(Saved entries)

use std::time::Duration;

use basecamp_defence_core::{BodyKind, EconomyConfig, Event, Overlap, PhysicsGroup, Spatial, Vec2};
use basecamp_defence_system_resources::ResourceManager;
use basecamp_defence_world::{query, World};

fn world() -> World {
    World::new(Vec2::new(1024.0, 768.0))
}

#[test]
fn dropped_chickens_are_tracked_pickups() {
    let mut world = world();
    let mut resources = ResourceManager::new(EconomyConfig::default());
    let mut events = Vec::new();

    let chicken = resources.drop_chicken(&mut world, Vec2::new(120.0, 80.0), &mut events);

    assert_eq!(resources.chickens(), vec![chicken]);
    assert_eq!(
        events,
        vec![Event::ChickenDropped {
            chicken,
            at: Vec2::new(120.0, 80.0),
        }]
    );
    let snapshot = query::body(&world, chicken).expect("chicken exists");
    assert_eq!(snapshot.kind, BodyKind::Static);
    assert_eq!(snapshot.group, Some(PhysicsGroup::Chickens));
    assert_eq!(snapshot.size, Vec2::new(24.0, 24.0));
    assert_eq!(snapshot.animation, Some("chicken-idle"));
}

#[test]
fn collection_credits_exactly_once() {
    let mut world = world();
    let mut resources = ResourceManager::new(EconomyConfig::default());
    let mut events = Vec::new();
    let chicken = resources.drop_chicken(&mut world, Vec2::new(120.0, 80.0), &mut events);
    events.clear();

    assert!(resources.handle_chicken_collection(&mut world, chicken, &mut events));
    assert!(!resources.handle_chicken_collection(&mut world, chicken, &mut events));

    assert_eq!(resources.chicken_count(), 1);
    assert_eq!(resources.label(), "x 1");
    assert!(resources.chickens().is_empty());
    assert!(!world.is_body_active(chicken));
    assert_eq!(
        events,
        vec![Event::ChickenCollected {
            chicken,
            balance: 1,
        }]
    );
}

#[test]
fn player_overlap_reports_pickups() {
    let mut world = world();
    let mut resources = ResourceManager::new(EconomyConfig::default());
    resources.setup_collections(&mut world);
    let player = world.create_body(BodyKind::Mobile, Vec2::new(200.0, 200.0), "player");
    world.add_to_group(player, PhysicsGroup::Player);
    let mut events = Vec::new();
    let near = resources.drop_chicken(&mut world, Vec2::new(210.0, 200.0), &mut events);
    let _far = resources.drop_chicken(&mut world, Vec2::new(500.0, 500.0), &mut events);

    let overlaps = world.step(Duration::from_millis(16));

    assert_eq!(
        overlaps,
        vec![Overlap {
            groups: (PhysicsGroup::Player, PhysicsGroup::Chickens),
            first: player,
            second: near,
        }]
    );
}

#[test]
fn unknown_bodies_are_ignored() {
    let mut world = world();
    let mut resources = ResourceManager::new(EconomyConfig::default());
    let stray = world.create_body(BodyKind::Static, Vec2::ZERO, "rock");
    let mut events = Vec::new();

    assert!(!resources.handle_chicken_collection(&mut world, stray, &mut events));

    assert_eq!(resources.chicken_count(), 0);
    assert!(world.is_body_active(stray));
    assert!(events.is_empty());
}

#[test]
fn shutdown_destroys_remaining_pickups() {
    let mut world = world();
    let mut resources = ResourceManager::new(EconomyConfig::default());
    let mut events = Vec::new();
    for at in [100.0, 150.0, 200.0] {
        let _ = resources.drop_chicken(&mut world, Vec2::splat(at), &mut events);
    }

    resources.shutdown(&mut world);

    assert!(resources.chickens().is_empty());
    assert_eq!(query::body_count(&world), 0);
}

Try it — Each line from the one with "let _ = resources.drop_chicken(&mut" through the end of the records above should be written out exactly. No other line should appear.

Exercise answer —
        let _ = resources.drop_chicken(&mut world, Vec2::splat(at), &mut events);
    }

    resources.shutdown(&mut world);

    assert!(resources.chickens().is_empty());
    assert_eq!(query::body_count(&world), 0);
}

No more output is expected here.